1. First, forget about the teaching part. Teaching implies that you have a modicum of control over what people are learning. Nice as that sounds, it’s simply not true. Individuals learn or don’t learn. It’s really up to them.
2. Pay attention to the whole person, and multiply by the number of students in your class. They are: (grand)parents, sons, daughters, workers, travelers, artists, builders, athletes, collectors and teachers. They have amazing stories to tell. They honour you by being present.
3. Put yourself last. In other words, it’s about them not you. Their needs, their experience, their enjoyment, their comfort, trust, connection.

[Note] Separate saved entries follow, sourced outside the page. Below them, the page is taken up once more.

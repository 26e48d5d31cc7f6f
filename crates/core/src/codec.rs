//! Typed entry codecs
//!
//! [`Data`] is the contract every key and value type implements: how many
//! bytes it needs, how it is written into a region and how it is read back.
//! Two families exist:
//!
//! - Fixed layouts: numbers, `bool`, `char`, flyweight structs. The encoding
//!   is a little-endian transcription of the fields and never changes size.
//! - Variable layouts: text is a `u32` byte length followed by UTF-8, and
//!   collections are a `u32` element count followed by the elements encoded
//!   recursively (see [`crate::collections`]).
//!
//! Round-trip law: `T::decode(&v.encode()?) == v` for every representable `v`.

use crate::error::{Error, Result};
use crate::types::{Layout, TypeTag};
use byteorder::{ByteOrder, LittleEndian, ReadBytesExt};

/// Size of the length/count prefix used by variable layouts
pub const LEN_PREFIX: usize = 4;

/// A type that can be stored as a map key or value.
pub trait Data: Sized {
    /// Codec tag; types sharing a tag share an encoding
    const TYPE_TAG: TypeTag;

    /// Byte layout of the encoding
    const LAYOUT: Layout;

    /// Exact number of bytes [`Data::write_to`] will append
    fn encoded_len(&self) -> usize;

    /// Append the encoding to `out`.
    ///
    /// Fails with [`Error::Capacity`] if a length or count does not fit its
    /// `u32` prefix.
    fn write_to(&self, out: &mut Vec<u8>) -> Result<()>;

    /// Read one value from the front of `input`, advancing it
    fn read_from(input: &mut &[u8]) -> Result<Self>;

    /// The type's zero value (`0`, `false`, `""`, empty collection)
    fn zero() -> Self;

    /// Encode into a fresh buffer
    fn encode(&self) -> Result<Vec<u8>> {
        let mut out = Vec::with_capacity(self.encoded_len());
        self.write_to(&mut out)?;
        Ok(out)
    }

    /// Decode a complete encoding; trailing bytes are an error
    fn decode(bytes: &[u8]) -> Result<Self> {
        let mut input = bytes;
        let value = Self::read_from(&mut input)?;
        if !input.is_empty() {
            return Err(Error::Codec(format!(
                "{} trailing byte(s) after {}",
                input.len(),
                Self::TYPE_TAG
            )));
        }
        Ok(value)
    }

    /// Decode into `self`, reusing its allocations where the type can
    fn decode_into(&mut self, bytes: &[u8]) -> Result<()> {
        *self = Self::decode(bytes)?;
        Ok(())
    }
}

/// A scalar with a fixed little-endian transcription.
///
/// Used both by the [`Data`] impls below and by flyweight structs, which
/// read and write their fields straight out of entry bytes.
pub trait Primitive: Copy + Default + PartialEq + std::fmt::Debug {
    /// Encoded width in bytes
    const SIZE: usize;

    /// Read from the first `SIZE` bytes of `bytes`
    fn load(bytes: &[u8]) -> Self;

    /// Write into the first `SIZE` bytes of `bytes`
    fn store(self, bytes: &mut [u8]);
}

/// A primitive supporting the "add and return" compound mutator.
///
/// Integer addition wraps. Unsigned types take a signed, wider delta so a
/// negative adjustment can be expressed.
pub trait Numeric: Primitive {
    /// Type of the adjustment
    type Delta: Copy;

    /// `self + delta`, wrapping on overflow
    fn add_delta(self, delta: Self::Delta) -> Self;
}

impl Primitive for bool {
    const SIZE: usize = 1;

    fn load(bytes: &[u8]) -> Self {
        bytes[0] != 0
    }

    fn store(self, bytes: &mut [u8]) {
        bytes[0] = self as u8;
    }
}

impl Primitive for u8 {
    const SIZE: usize = 1;

    fn load(bytes: &[u8]) -> Self {
        bytes[0]
    }

    fn store(self, bytes: &mut [u8]) {
        bytes[0] = self;
    }
}

impl Primitive for i8 {
    const SIZE: usize = 1;

    fn load(bytes: &[u8]) -> Self {
        bytes[0] as i8
    }

    fn store(self, bytes: &mut [u8]) {
        bytes[0] = self as u8;
    }
}

impl Primitive for char {
    const SIZE: usize = 4;

    fn load(bytes: &[u8]) -> Self {
        char::from_u32(LittleEndian::read_u32(bytes)).unwrap_or(char::REPLACEMENT_CHARACTER)
    }

    fn store(self, bytes: &mut [u8]) {
        LittleEndian::write_u32(bytes, self as u32);
    }
}

macro_rules! le_primitive {
    ($($ty:ty => $size:expr, $read:ident, $write:ident;)*) => {
        $(
            impl Primitive for $ty {
                const SIZE: usize = $size;

                #[inline]
                fn load(bytes: &[u8]) -> Self {
                    LittleEndian::$read(bytes)
                }

                #[inline]
                fn store(self, bytes: &mut [u8]) {
                    LittleEndian::$write(bytes, self);
                }
            }
        )*
    };
}

le_primitive! {
    u16 => 2, read_u16, write_u16;
    i16 => 2, read_i16, write_i16;
    u32 => 4, read_u32, write_u32;
    i32 => 4, read_i32, write_i32;
    u64 => 8, read_u64, write_u64;
    i64 => 8, read_i64, write_i64;
    f32 => 4, read_f32, write_f32;
    f64 => 8, read_f64, write_f64;
}

macro_rules! wrapping_numeric {
    ($($ty:ty => $delta:ty, $wide:ty;)*) => {
        $(
            impl Numeric for $ty {
                type Delta = $delta;

                #[inline]
                fn add_delta(self, delta: $delta) -> Self {
                    (self as $wide).wrapping_add(delta as $wide) as $ty
                }
            }
        )*
    };
}

wrapping_numeric! {
    i8 => i8, i8;
    u8 => i16, i16;
    i16 => i16, i16;
    u16 => i32, i32;
    i32 => i32, i32;
    u32 => i64, i64;
    i64 => i64, i64;
    u64 => i64, i64;
}

impl Numeric for f32 {
    type Delta = f32;

    fn add_delta(self, delta: f32) -> Self {
        self + delta
    }
}

impl Numeric for f64 {
    type Delta = f64;

    fn add_delta(self, delta: f64) -> Self {
        self + delta
    }
}

/// Split `n` bytes off the front of `input`
pub fn take<'a>(input: &mut &'a [u8], n: usize) -> Result<&'a [u8]> {
    if input.len() < n {
        return Err(Error::Codec(format!(
            "truncated input: need {} bytes, have {}",
            n,
            input.len()
        )));
    }
    let (head, tail) = input.split_at(n);
    *input = tail;
    Ok(head)
}

/// Read a length or element-count prefix
pub fn read_len(input: &mut &[u8]) -> Result<usize> {
    Ok(input.read_u32::<LittleEndian>()? as usize)
}

/// Largest length or element count a prefix can carry
pub const MAX_LEN: usize = u32::MAX as usize;

/// Append a length or element-count prefix
pub fn write_len(out: &mut Vec<u8>, len: usize) -> Result<()> {
    let prefix = u32::try_from(len).map_err(|_| Error::Capacity {
        len,
        capacity: MAX_LEN,
    })?;
    out.extend_from_slice(&prefix.to_le_bytes());
    Ok(())
}

macro_rules! primitive_data {
    ($($ty:ty => $tag:ident;)*) => {
        $(
            impl Data for $ty {
                const TYPE_TAG: TypeTag = TypeTag::$tag;
                const LAYOUT: Layout = Layout::Fixed(<$ty as Primitive>::SIZE);

                #[inline]
                fn encoded_len(&self) -> usize {
                    <$ty as Primitive>::SIZE
                }

                fn write_to(&self, out: &mut Vec<u8>) -> Result<()> {
                    let start = out.len();
                    out.resize(start + <$ty as Primitive>::SIZE, 0);
                    self.store(&mut out[start..]);
                    Ok(())
                }

                fn read_from(input: &mut &[u8]) -> Result<Self> {
                    let bytes = take(input, <$ty as Primitive>::SIZE)?;
                    Ok(<$ty as Primitive>::load(bytes))
                }

                fn zero() -> Self {
                    <$ty>::default()
                }
            }
        )*
    };
}

primitive_data! {
    bool => Bool;
    u8 => U8;
    i8 => I8;
    u16 => U16;
    i16 => I16;
    u32 => U32;
    i32 => I32;
    u64 => U64;
    i64 => I64;
    f32 => F32;
    f64 => F64;
    char => Char;
}

impl Data for String {
    const TYPE_TAG: TypeTag = TypeTag::Text;
    const LAYOUT: Layout = Layout::Variable { min: LEN_PREFIX };

    fn encoded_len(&self) -> usize {
        LEN_PREFIX + self.len()
    }

    fn write_to(&self, out: &mut Vec<u8>) -> Result<()> {
        write_len(out, self.len())?;
        out.extend_from_slice(self.as_bytes());
        Ok(())
    }

    fn read_from(input: &mut &[u8]) -> Result<Self> {
        let len = read_len(input)?;
        let bytes = take(input, len)?;
        Ok(std::str::from_utf8(bytes)?.to_owned())
    }

    fn zero() -> Self {
        String::new()
    }

    fn decode_into(&mut self, bytes: &[u8]) -> Result<()> {
        let mut input = bytes;
        let len = read_len(&mut input)?;
        if input.len() != len {
            return Err(Error::Codec(format!(
                "text length {} does not match {} payload byte(s)",
                len,
                input.len()
            )));
        }
        let text = std::str::from_utf8(input)?;
        self.clear();
        self.push_str(text);
        Ok(())
    }
}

4. Stimulate curiosity and pique peoples’ interest. People value knowledge and skills that help them solve a problem or make some part of their lives easier or better. People also get engaged when they have a chance to examine and challenge their own or others’ assumptions, knowledge, values, ideas and beliefs. That includes your assumptions, knowledge, values, ideas or beliefs.
5. Make it fun. Children learn by playing, experimenting, risking and testing limits. So do adults.
6. Inspire further learning. It’s axiomatic that “the more we learn, the more we realize how little we know” (to paraphrase Socrates). In other words, it’s not so much the content that you cover in a class or workshop, it’s the gift of inspiring even one person to want to learn and practice more. Learning isn’t a single event – it’s a continuous process – so the goal is to initiate or inspire a continuation of that process.
7. And last but not least: don’t take it personally. Not everyone is in the right place at the right time for the right reasons. Learner autonomy means just that –and sometimes learning takes time to germinate. A long time. I guess that’s called wisdom?